La domanda è stata respinta al tribunale che ha, in particolare, rilevato come
essa non avesse per oggetto l'indennizzo previsto all'art. 46 della legge sulle
espropriazioni per pubblica utilità ma il risarcimento integrale del danno per
responsabilità aquiliana e come sotto questo profilo, accertata la funzione
pubblica dell'opera, non potesse essere accolta senza la prova della illiceità
della attività posta in essere per la sua realizzazione.
L'appello proposto dal Silvestri contro questa sentenza è stato respinto dalla
Corte di appello di Roma che ha sostenuto come il danno, in se e per se
considerato non possa "costituire l'ente in colpa" essendo necessario anche che
"risultasse la realizzazione dell'attività legittima della amministrazione con
modalità e caratteristiche esorbitanti rispetto alle finalità di pubblico
interesse, nella specie legate alla necessità di rendere sicura ed agevole la
circolazione stradale".
Questa sentenza è adesso impugnata dal Silvestri con ricorso per cassazione
assistito da due motivi.
L'ANAS resiste con controricorso eccependo, anzitutto, la inammissibilità del
ricorso per assoluta indeterminatezza dei motivi che lo sostengono.
E' stata depositata memoria nell'interesse del Silvestri per eccepire, tra
l'altro, l'inammissibilità del controricorso perché sottoscritto dall'Avvocatura
dello Stato in assenza di specifica procura, resa necessaria a seguito della
trasformazione dell'ANAS in società per azioni.
Motivi
l.

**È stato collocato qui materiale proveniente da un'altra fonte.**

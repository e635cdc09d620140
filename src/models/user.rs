//! User entity model
//!
//! Users authenticate with email + password. Lockout and token revocation
//! state live on the row: `failed_login_count`/`lockout_until` and
//! `token_version`.

use sea_orm::ActiveModelBehavior;
use sea_orm::entity::prelude::*;
use sea_orm::prelude::DateTimeWithTimeZone;

use crate::security::TokenSubject;

pub const ROLE_ADMIN: &str = "admin";
pub const ROLE_ANALYST: &str = "analyst";
pub const ROLE_MEMBER: &str = "member";

/// Roles accepted on create/update.
pub const ROLES: &[&str] = &[ROLE_ADMIN, ROLE_ANALYST, ROLE_MEMBER];

#[derive(Clone, Debug, PartialEq, Eq, DeriveEntityModel)]
#[sea_orm(table_name = "users")]
pub struct Model {
    #[sea_orm(primary_key)]
    pub id: i32,

    /// Normalised (trimmed, lower-case) unique email
    #[sea_orm(unique)]
    pub email: String,

    pub full_name: Option<String>,

    /// PBKDF2 hash string; never serialised
    pub hashed_password: String,

    pub is_active: bool,
    pub is_superuser: bool,

    /// One of `admin`, `analyst`, `member`
    pub role: String,

    pub tenant_id: Option<i32>,

    pub failed_login_count: i32,
    pub lockout_until: Option<DateTimeWithTimeZone>,

    /// Embedded in every token as `tv`; bumping it revokes outstanding tokens
    pub token_version: i32,

    pub last_login_at: Option<DateTimeWithTimeZone>,
    pub password_changed_at: Option<DateTimeWithTimeZone>,
    pub created_at: DateTimeWithTimeZone,
    pub updated_at: DateTimeWithTimeZone,
}

impl Model {
    /// Superusers and users with the `admin` role are administrators.
    pub fn is_admin(&self) -> bool {
        self.is_superuser || self.role.eq_ignore_ascii_case(ROLE_ADMIN)
    }

    /// Whether a lockout is in force at `now`.
    pub fn is_locked(&self, now: DateTimeWithTimeZone) -> bool {
        self.lockout_until.is_some_and(|until| until > now)
    }

    pub fn token_subject(&self) -> TokenSubject {
        TokenSubject {
            user_id: self.id,
            role: self.role.clone(),
            tenant_id: self.tenant_id,
            token_version: self.token_version,
        }
    }
}

#[derive(Copy, Clone, Debug, EnumIter, DeriveRelation)]
pub enum Relation {
    #[sea_orm(
        belongs_to = "super::tenant::Entity",
        from = "Column::TenantId",
        to = "super::tenant::Column::Id",
        on_delete = "SetNull"
    )]
    Tenant,
}

impl Related<super::tenant::Entity> for Entity {
    fn to() -> RelationDef {
        Relation::Tenant.def()
    }
}

impl ActiveModelBehavior for ActiveModel {}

Deve essere subito disattesa l'eccezione di inammissibilità del controricorso
opposta dal ricorrente con la memoria tempestivamente depositata avendo le
Sezioni Unite di questa Corte chiarito, con sentenza n.23020 del 15/11/2005 (Rv.
586486), che nell'ipotesi di rappresentanza processuale facoltativa degli enti
pubblici da parte dell'Avvocatura dello Stato, non è necessario che l'ente
rilasci una specifica procura all'Avvocatura medesima per il singolo giudizio,
risultando applicabile anche a tale ipotesi, a norma dell'art. 45 del r.d. 30
ottobre 1933, n. 1611, la disposizione dell'art. 1, secondo comma, del r.d.

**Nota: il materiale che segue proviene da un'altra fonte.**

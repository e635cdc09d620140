//! Tenants, password reset and admin bootstrap.

use std::sync::{Arc, Mutex};

use async_trait::async_trait;
use chrono::{DateTime, Utc};
use detecktiv::mail::{MailError, Mailer};
use detecktiv::models::user::{ROLE_ADMIN, ROLE_MEMBER};
use detecktiv::server::AppState;
use reqwest::StatusCode;
use serde_json::{Value, json};

#[path = "test_utils/mod.rs"]
mod test_utils;

use test_utils::{PASSWORD, setup_test_db, spawn_test_app, spawn_with_state, test_config};

#[derive(Default)]
struct RecordingMailer {
    sent: Mutex<Vec<(String, String, Option<String>)>>,
}

#[async_trait]
impl Mailer for RecordingMailer {
    async fn send_password_reset(
        &self,
        to: &str,
        token: &str,
        link: Option<&str>,
        _expires_at: DateTime<Utc>,
    ) -> Result<(), MailError> {
        self.sent
            .lock()
            .unwrap()
            .push((to.to_string(), token.to_string(), link.map(str::to_string)));
        Ok(())
    }
}

#[tokio::test]
async fn admin_manages_tenants() {
    let app = spawn_test_app(test_config()).await;
    let admin = app.access_token_for("admin@example.com", ROLE_ADMIN).await;

    let response = app
        .http
        .post(app.endpoint("/v1/tenants"))
        .bearer_auth(&admin)
        .json(&json!({ "key": "acme", "name": "Acme" }))
        .send()
        .await
        .unwrap();
    assert_eq!(response.status(), StatusCode::CREATED);
    let location = response.headers()["location"].to_str().unwrap().to_string();
    let tenant: Value = response.json().await.unwrap();
    assert_eq!(location, format!("/v1/tenants/{}", tenant["id"]));

    let response = app
        .http
        .post(app.endpoint("/v1/tenants"))
        .bearer_auth(&admin)
        .json(&json!({ "key": "acme" }))
        .send()
        .await
        .unwrap();
    assert_eq!(response.status(), StatusCode::CONFLICT);

    let response = app
        .http
        .post(app.endpoint("/v1/tenants"))
        .bearer_auth(&admin)
        .json(&json!({ "key": "Not Valid!" }))
        .send()
        .await
        .unwrap();
    assert_eq!(response.status(), StatusCode::BAD_REQUEST);

    let listed: Value = app
        .http
        .get(app.endpoint("/v1/tenants"))
        .bearer_auth(&admin)
        .send()
        .await
        .unwrap()
        .json()
        .await
        .unwrap();
    assert_eq!(listed.as_array().unwrap().len(), 1);

    let response = app
        .http
        .get(app.endpoint("/v1/tenants/999"))
        .bearer_auth(&admin)
        .send()
        .await
        .unwrap();
    assert_eq!(response.status(), StatusCode::NOT_FOUND);
}

#[tokio::test]
async fn forgot_and_reset_password_round_trip() {
    let mut config = test_config();
    config.allow_reset_token_in_response = true;
    config.reset_link_base = Some("https://app.example.com/reset".to_string());
    let app = spawn_test_app(config).await;
    app.create_user("grace@example.com", ROLE_MEMBER).await;
    let old_pair: Value = app.login("grace@example.com", PASSWORD).await.json().await.unwrap();

    let forgot: Value = app
        .http
        .post(app.endpoint("/v1/password/forgot"))
        .json(&json!({ "email": "grace@example.com" }))
        .send()
        .await
        .unwrap()
        .json()
        .await
        .unwrap();
    assert_eq!(forgot["ok"], true);
    let token = forgot["reset_token"].as_str().unwrap().to_string();
    assert!(
        forgot["reset_link"]
            .as_str()
            .unwrap()
            .starts_with("https://app.example.com/reset?token=")
    );

    let response = app
        .http
        .post(app.endpoint("/v1/password/reset"))
        .json(&json!({ "token": token, "new_password": "BrandNewSecret7" }))
        .send()
        .await
        .unwrap();
    assert_eq!(response.status(), StatusCode::OK);

    // Reuse fails because the reset bumped the token version.
    let response = app
        .http
        .post(app.endpoint("/v1/password/reset"))
        .json(&json!({ "token": token, "new_password": "YetAnotherSecret8" }))
        .send()
        .await
        .unwrap();
    assert_eq!(response.status(), StatusCode::BAD_REQUEST);
    let body: Value = response.json().await.unwrap();
    assert_eq!(body["detail"], "Reset token no longer valid");

    let response = app
        .http
        .get(app.endpoint("/v1/auth/me"))
        .bearer_auth(old_pair["access_token"].as_str().unwrap())
        .send()
        .await
        .unwrap();
    assert_eq!(response.status(), StatusCode::UNAUTHORIZED);

    assert_eq!(
        app.login("grace@example.com", "BrandNewSecret7").await.status(),
        StatusCode::OK
    );
}

#[tokio::test]
async fn forgot_password_never_reveals_accounts() {
    let config = test_config();
    let db = setup_test_db().await.unwrap();
    let mailer = Arc::new(RecordingMailer::default());
    let state = AppState::from_config(config.clone(), db.clone())
        .unwrap()
        .with_mailer(mailer.clone());
    let app = spawn_with_state(state, config, db).await;
    app.create_user("heidi@example.com", ROLE_MEMBER).await;

    for email in ["heidi@example.com", "ghost@example.com"] {
        let body: Value = app
            .http
            .post(app.endpoint("/v1/password/forgot"))
            .json(&json!({ "email": email }))
            .send()
            .await
            .unwrap()
            .json()
            .await
            .unwrap();
        assert_eq!(body["ok"], true);
        assert!(body.get("reset_token").is_none());
    }

    let sent = mailer.sent.lock().unwrap();
    assert_eq!(sent.len(), 1);
    assert_eq!(sent[0].0, "heidi@example.com");
    assert!(!sent[0].1.is_empty());
}

#[tokio::test]
async fn reset_rejects_garbage_tokens() {
    let app = spawn_test_app(test_config()).await;
    let response = app
        .http
        .post(app.endpoint("/v1/password/reset"))
        .json(&json!({ "token": "garbage", "new_password": "BrandNewSecret7" }))
        .send()
        .await
        .unwrap();
    assert_eq!(response.status(), StatusCode::BAD_REQUEST);
    let body: Value = response.json().await.unwrap();
    assert_eq!(body["detail"], "Invalid reset token");
}

#[tokio::test]
async fn admin_reset_link_requires_admin() {
    let app = spawn_test_app(test_config()).await;
    let admin = app.access_token_for("admin@example.com", ROLE_ADMIN).await;
    let member = app.create_user("ivan@example.com", ROLE_MEMBER).await;
    let member_token: Value = app.login("ivan@example.com", PASSWORD).await.json().await.unwrap();

    let response = app
        .http
        .post(app.endpoint("/v1/password/admin/create-reset-link"))
        .bearer_auth(member_token["access_token"].as_str().unwrap())
        .json(&json!({ "user_id": member.id }))
        .send()
        .await
        .unwrap();
    assert_eq!(response.status(), StatusCode::FORBIDDEN);

    let body: Value = app
        .http
        .post(app.endpoint("/v1/password/admin/create-reset-link"))
        .bearer_auth(&admin)
        .json(&json!({ "user_id": member.id }))
        .send()
        .await
        .unwrap()
        .json()
        .await
        .unwrap();
    assert_eq!(body["ok"], true);
    assert!(body["reset_token"].is_string());
    assert!(body["expires_at"].as_i64().unwrap() > Utc::now().timestamp());
}

#[tokio::test]
async fn bootstrap_is_gated_and_single_use() {
    let app = spawn_test_app(test_config()).await;
    let response = app
        .http
        .post(app.endpoint("/v1/admin/bootstrap"))
        .json(&json!({ "email": "root@example.com", "password": "a-very-long-password" }))
        .send()
        .await
        .unwrap();
    assert_eq!(response.status(), StatusCode::FORBIDDEN);

    let mut config = test_config();
    config.enable_admin_bootstrap = true;
    let app = spawn_test_app(config).await;

    let response = app
        .http
        .post(app.endpoint("/v1/admin/bootstrap"))
        .json(&json!({ "email": "root@example.com", "password": "short" }))
        .send()
        .await
        .unwrap();
    assert_eq!(response.status(), StatusCode::BAD_REQUEST);

    let response = app
        .http
        .post(app.endpoint("/v1/admin/bootstrap"))
        .json(&json!({ "email": "root@example.com", "password": "a-very-long-password" }))
        .send()
        .await
        .unwrap();
    assert_eq!(response.status(), StatusCode::CREATED);
    let admin: Value = response.json().await.unwrap();
    assert_eq!(admin["role"], "admin");
    assert_eq!(admin["is_superuser"], true);

    let response = app
        .http
        .post(app.endpoint("/v1/admin/bootstrap"))
        .json(&json!({ "email": "second@example.com", "password": "a-very-long-password" }))
        .send()
        .await
        .unwrap();
    assert_eq!(response.status(), StatusCode::FORBIDDEN);
    let body: Value = response.json().await.unwrap();
    assert_eq!(body["detail"], "Bootstrap already completed");
}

cit., secondo cui gli avvocati dello Stato esercitano le loro funzioni innanzi a
tutte le giurisdizioni ed in qualunque sede senza bisogno di mandato.

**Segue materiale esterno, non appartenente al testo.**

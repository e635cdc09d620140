//! # Companies House client
//!
//! Thin REST client for the UK Companies House public data API. Requests use
//! HTTP Basic auth with the API key as the username and an empty password.
//! Rate limiting (429) and server errors (5xx) are retried with capped
//! exponential backoff; `Retry-After` is honoured when it parses.

use std::time::Duration;

use axum::http::StatusCode;
use reqwest::header::{ACCEPT, HeaderMap, HeaderValue, RETRY_AFTER};
use serde::Deserialize;
use serde_json::Value;
use thiserror::Error;

use crate::config::AppConfig;
use crate::error::{ApiError, service_unavailable, upstream_error};

const USER_AGENT: &str = "detecktiv.io/preview (+contact: support@detecktiv.io)";
const MAX_ATTEMPTS: u32 = 5;
const INITIAL_BACKOFF: Duration = Duration::from_millis(500);
const MAX_BACKOFF: Duration = Duration::from_secs(8);
const MAX_RETRY_AFTER: Duration = Duration::from_secs(60);
const MAX_COMPANY_NUMBER_LEN: usize = 16;

#[derive(Debug, Error)]
pub enum CompaniesHouseError {
    #[error("Companies House API key missing. Set CH_API_KEY in environment.")]
    MissingApiKey,

    #[error("Invalid company number")]
    InvalidCompanyNumber(String),

    #[error("Unauthorized (check CH_API_KEY)")]
    Unauthorized,

    #[error("Companies House returned status {status}")]
    Status { status: u16, body: String },

    #[error("Companies House request failed after {attempts} attempts")]
    RetriesExhausted { attempts: u32, status: u16 },

    #[error("Companies House request failed: {0}")]
    Network(#[from] reqwest::Error),

    #[error("Invalid JSON from Companies House: {0}")]
    Decode(String),
}

impl CompaniesHouseError {
    /// Upstream HTTP status, or 0 when no response was received.
    pub fn upstream_status(&self) -> u16 {
        match self {
            CompaniesHouseError::Unauthorized => 401,
            CompaniesHouseError::Status { status, .. } => *status,
            CompaniesHouseError::RetriesExhausted { status, .. } => *status,
            CompaniesHouseError::Network(err) => err.status().map_or(0, |s| s.as_u16()),
            _ => 0,
        }
    }
}

impl From<CompaniesHouseError> for ApiError {
    fn from(error: CompaniesHouseError) -> Self {
        match error {
            CompaniesHouseError::MissingApiKey => service_unavailable(&error.to_string()),
            CompaniesHouseError::InvalidCompanyNumber(_) => {
                ApiError::new(StatusCode::BAD_REQUEST, "VALIDATION_FAILED", error.to_string())
            }
            CompaniesHouseError::Status { status, body } => {
                upstream_error("companies_house", status, Some(body))
            }
            other => {
                tracing::warn!(error = %other, "Companies House request failed");
                upstream_error("companies_house", other.upstream_status(), None)
            }
        }
    }
}

/// Delay requested by a `Retry-After` header, capped at [`MAX_RETRY_AFTER`].
/// Unreadable or unrepresentable values fall back to `backoff`.
fn retry_after_delay(header: Option<&HeaderValue>, backoff: Duration) -> Duration {
    header
        .and_then(|v| v.to_str().ok())
        .and_then(|v| v.trim().parse::<f64>().ok())
        .and_then(|secs| Duration::try_from_secs_f64(secs).ok())
        .map(|delay| delay.min(MAX_RETRY_AFTER))
        .unwrap_or(backoff)
}

/// Normalises and validates a company number: 1..=16 ASCII alphanumerics,
/// upper-cased.
pub fn validate_company_number(raw: &str) -> Result<String, CompaniesHouseError> {
    let number = raw.trim().to_ascii_uppercase();
    if number.is_empty()
        || number.len() > MAX_COMPANY_NUMBER_LEN
        || !number.chars().all(|c| c.is_ascii_alphanumeric())
    {
        return Err(CompaniesHouseError::InvalidCompanyNumber(raw.to_string()));
    }
    Ok(number)
}

/// Registered office address as returned in a company profile.
#[derive(Debug, Clone, Default, Deserialize)]
pub struct RegisteredOfficeAddress {
    pub address_line_1: Option<String>,
    pub address_line_2: Option<String>,
    pub locality: Option<String>,
    pub region: Option<String>,
    pub postal_code: Option<String>,
    pub country: Option<String>,
}

/// The subset of a company profile used to enrich local company records.
#[derive(Debug, Clone, Default, Deserialize)]
pub struct CompanyProfile {
    pub company_name: Option<String>,
    pub company_number: Option<String>,
    pub company_status: Option<String>,
    pub registered_office_address: Option<RegisteredOfficeAddress>,
    #[serde(default)]
    pub sic_codes: Vec<String>,
}

impl CompanyProfile {
    pub fn from_value(value: Value) -> Result<Self, CompaniesHouseError> {
        serde_json::from_value(value).map_err(|e| CompaniesHouseError::Decode(e.to_string()))
    }
}

#[derive(Debug, Clone)]
pub struct CompaniesHouseClient {
    http: reqwest::Client,
    api_key: String,
    base_url: String,
    initial_backoff: Duration,
    max_backoff: Duration,
}

impl CompaniesHouseClient {
    pub fn new(
        api_key: impl Into<String>,
        base_url: impl Into<String>,
        timeout: Duration,
    ) -> Result<Self, CompaniesHouseError> {
        let api_key = api_key.into();
        if api_key.trim().is_empty() {
            return Err(CompaniesHouseError::MissingApiKey);
        }

        let mut headers = HeaderMap::new();
        headers.insert(ACCEPT, HeaderValue::from_static("application/json"));

        let http = reqwest::Client::builder()
            .user_agent(USER_AGENT)
            .default_headers(headers)
            .timeout(timeout)
            .build()?;

        Ok(Self {
            http,
            api_key,
            base_url: base_url.into().trim_end_matches('/').to_string(),
            initial_backoff: INITIAL_BACKOFF,
            max_backoff: MAX_BACKOFF,
        })
    }

    /// Builds a client when `CH_API_KEY` is configured.
    pub fn from_config(config: &AppConfig) -> Result<Option<Self>, CompaniesHouseError> {
        match config.ch_api_key.as_deref().filter(|k| !k.is_empty()) {
            Some(key) => Self::new(
                key,
                config.ch_api_base.clone(),
                Duration::from_secs(config.ch_timeout_seconds),
            )
            .map(Some),
            None => Ok(None),
        }
    }

    /// Overrides the retry backoff window.
    pub fn with_backoff(mut self, initial: Duration, max: Duration) -> Self {
        self.initial_backoff = initial;
        self.max_backoff = max;
        self
    }

    async fn get_json(&self, path: &str, query: &[(&str, String)]) -> Result<Value, CompaniesHouseError> {
        let url = format!("{}{}", self.base_url, path);
        let mut backoff = self.initial_backoff;
        let mut last_status = 0;

        for attempt in 1..=MAX_ATTEMPTS {
            let response = self
                .http
                .get(&url)
                .query(query)
                .basic_auth(&self.api_key, Some(""))
                .send()
                .await?;

            let status = response.status();
            last_status = status.as_u16();
            metrics::counter!("companies_house_requests_total", "status" => last_status.to_string())
                .increment(1);

            if status == reqwest::StatusCode::UNAUTHORIZED {
                return Err(CompaniesHouseError::Unauthorized);
            }

            if status == reqwest::StatusCode::TOO_MANY_REQUESTS {
                let delay = retry_after_delay(response.headers().get(RETRY_AFTER), backoff);
                tracing::warn!(path, attempt, delay_ms = delay.as_millis() as u64, "Companies House rate limited");
                tokio::time::sleep(delay).await;
                backoff = (backoff * 2).min(self.max_backoff);
                continue;
            }

            if status.is_server_error() && attempt < MAX_ATTEMPTS {
                tracing::warn!(path, attempt, status = last_status, "Companies House server error, retrying");
                tokio::time::sleep(backoff).await;
                backoff = (backoff * 2).min(self.max_backoff);
                continue;
            }

            if !status.is_success() {
                let body = response.text().await.unwrap_or_default();
                return Err(CompaniesHouseError::Status {
                    status: last_status,
                    body,
                });
            }

            let bytes = response.bytes().await?;
            return serde_json::from_slice(&bytes)
                .map_err(|e| CompaniesHouseError::Decode(format!("{url}: {e}")));
        }

        Err(CompaniesHouseError::RetriesExhausted {
            attempts: MAX_ATTEMPTS,
            status: last_status,
        })
    }

    pub async fn search_companies(
        &self,
        q: &str,
        items_per_page: u32,
        start_index: u32,
    ) -> Result<Value, CompaniesHouseError> {
        self.get_json(
            "/search/companies",
            &[
                ("q", q.to_string()),
                ("items_per_page", items_per_page.to_string()),
                ("start_index", start_index.to_string()),
            ],
        )
        .await
    }

    pub async fn company_profile(&self, company_number: &str) -> Result<Value, CompaniesHouseError> {
        let number = validate_company_number(company_number)?;
        self.get_json(&format!("/company/{number}"), &[]).await
    }

    pub async fn officers(&self, company_number: &str) -> Result<Value, CompaniesHouseError> {
        let number = validate_company_number(company_number)?;
        self.get_json(&format!("/company/{number}/officers"), &[]).await
    }

    pub async fn filing_history(
        &self,
        company_number: &str,
        items_per_page: u32,
    ) -> Result<Value, CompaniesHouseError> {
        let number = validate_company_number(company_number)?;
        self.get_json(
            &format!("/company/{number}/filing-history"),
            &[("items_per_page", items_per_page.to_string())],
        )
        .await
    }

    pub async fn persons_with_significant_control(
        &self,
        company_number: &str,
    ) -> Result<Value, CompaniesHouseError> {
        let number = validate_company_number(company_number)?;
        self.get_json(
            &format!("/company/{number}/persons-with-significant-control"),
            &[],
        )
        .await
    }

    pub async fn charges(&self, company_number: &str) -> Result<Value, CompaniesHouseError> {
        let number = validate_company_number(company_number)?;
        self.get_json(&format!("/company/{number}/charges"), &[]).await
    }
}

#[cfg(test)]
mod tests {
    use super::*;

    #[test]
    fn retry_after_is_capped_and_falls_back_to_backoff() {
        let backoff = Duration::from_millis(500);
        let delay = |raw: &str| retry_after_delay(Some(&HeaderValue::from_str(raw).unwrap()), backoff);

        assert_eq!(delay("2"), Duration::from_secs(2));
        assert_eq!(delay("0.25"), Duration::from_millis(250));
        assert_eq!(delay("3600"), MAX_RETRY_AFTER);
        assert_eq!(delay("1e20"), backoff);
        assert_eq!(delay("-1"), backoff);
        assert_eq!(delay("NaN"), backoff);
        assert_eq!(delay("Wed, 21 Oct 2015 07:28:00 GMT"), backoff);
        assert_eq!(retry_after_delay(None, backoff), backoff);
    }

    #[test]
    fn company_numbers_are_normalised() {
        assert_eq!(validate_company_number(" sc123456 ").unwrap(), "SC123456");
        assert_eq!(validate_company_number("00000006").unwrap(), "00000006");
    }

    #[test]
    fn invalid_company_numbers_are_rejected() {
        for raw in ["", "   ", "12/34", "ABCDEFGHIJKLMNOPQ", "12 34"] {
            assert!(
                matches!(
                    validate_company_number(raw),
                    Err(CompaniesHouseError::InvalidCompanyNumber(_))
                ),
                "{raw:?} should be invalid"
            );
        }
    }

    #[test]
    fn missing_key_is_rejected() {
        assert!(matches!(
            CompaniesHouseClient::new("  ", "http://localhost", Duration::from_secs(1)),
            Err(CompaniesHouseError::MissingApiKey)
        ));
        assert!(
            CompaniesHouseClient::from_config(&AppConfig::default())
                .unwrap()
                .is_none()
        );
    }

    #[test]
    fn errors_map_to_api_statuses() {
        let err: ApiError = CompaniesHouseError::MissingApiKey.into();
        assert_eq!(err.status, StatusCode::SERVICE_UNAVAILABLE);

        let err: ApiError = CompaniesHouseError::InvalidCompanyNumber("x/y".into()).into();
        assert_eq!(err.status, StatusCode::BAD_REQUEST);

        let err: ApiError = CompaniesHouseError::Status {
            status: 404,
            body: "not found".into(),
        }
        .into();
        assert_eq!(err.status, StatusCode::BAD_GATEWAY);
        assert_eq!(&*err.code, "UPSTREAM_ERROR");
    }

    #[test]
    fn profile_parses_registry_shape() {
        let profile = CompanyProfile::from_value(serde_json::json!({
            "company_name": "ACME LTD",
            "company_number": "01234567",
            "company_status": "active",
            "registered_office_address": {
                "address_line_1": "1 High Street",
                "locality": "London",
                "postal_code": "EC1A 1BB",
                "country": "England"
            },
            "sic_codes": ["62020", "62090"],
            "unrelated": {"ignored": true}
        }))
        .unwrap();

        assert_eq!(profile.company_name.as_deref(), Some("ACME LTD"));
        assert_eq!(profile.sic_codes.first().map(String::as_str), Some("62020"));
        let address = profile.registered_office_address.unwrap();
        assert_eq!(address.locality.as_deref(), Some("London"));
    }
}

2. Infondata è anche l'eccezione di inammissibilità del ricorso dovendosi
ritenere, come si chiarirà, tutt'altro che indeterminati i due motivi che lo
sostengono.
3. Con il primo motivo si denuncia la "violazione e o falsa applicazione
dell'art. 2043 c.c. nonché del principio del neminem laedere, in
relazione all'art. 360 n. 5; vizio di motivazione su un punto decisivo della
controversia".
Si sostiene che la Corte territoriale ha del tutto omesso di tenere conto della
sostituzione, dopo poco tempo dal completamento dell'opera, dell'impianto di
illuminazione e di considerare, così che tale sostituzione avrebbe potuto
considerarsi prova certa dell'errore tecnico commesso dall'ANAS nel realizzare
il primo impianto di illuminazione con caratteristiche tali da determinare un
inquinamento luminoso pregiudizievole per le coltivazioni dei fondi confinanti
con la strada.
3.1. Il motivo deve essere condiviso.
Per quanto sviluppato in modo da centrare solo l'ultimo stadio dell'iter logico
sul quale si basa, esso chiaramente muove dal principio di diritto, affatto
pacifico nella giurisprudenza di questa Corte, che impegna la Pubblica
amministrazione, nella esecuzione di un'opera pubblica o nella manutenzione
della stessa, a rispettare il limite del neminem laedere, per denunciarne
anzitutto la violazione (come è reso, del resto, palese dal riferimento, nella
epigrafe, alla disposizione dell'art. 2043 c.c.) a causa dell'errato
posizionamento delle lampade, reso palese, appunto, dall'omesso accertamento
delle ragioni della loro sostituzione a distanza di pochi giorni dalla
istallazione.
La censura coglie così il vizio di fondo della motivazione della sentenza
impugnata che ha giustificato la pronuncia di rigetto della domanda risarcitoria
semplicemente evidenziando come la finalità di pubblico interesse dell'opera
pubblica (impianto di illuminazione) rendesse possibile una responsabilità
aquiliana dell'ANAS solo ove fosse stato dimostrato che "le modalità e le
caratteristiche dell'opera" erano "esorbitanti" rispetto alle sue finalità;
centrando l'attenzione sulla adeguatezza dell'impianto ed, in altri termini,
della intensità della luce, rispetto al fine pubblico, senza verificare la
possibilità di un accorgimento tecnico che rendesse meno invasiva l'opera
pubblica, il predetto argomento omette, infatti, di considerare e di applicare
il principio consolidato, ed anche recentemente riaffermato da questa Corte con
sentenza n.19359 del 18/09/2007 - rv. 599395- per il quale " la discrezionalità
e la conseguente insindacabilità da parte del giudice ordinario dei criteri e
dei mezzi con i quali l'amministrazione realizza e mantiene un'opera pubblica
trovano un limite nell'obbligo dell'amministrazione medesima di osservare, a
tutela dell'incolumità dei cittadini e dell'integrità del loro patrimonio, le
specifiche disposizioni di legge e di regolamento disciplinanti quelle attività,
nonché le comuni norme di diligenza e prudenza, con la conseguenza che
l'inosservanza di dette disposizioni e norme comporta la responsabilità
dell'amministrazione per i danni arrecati a terzi.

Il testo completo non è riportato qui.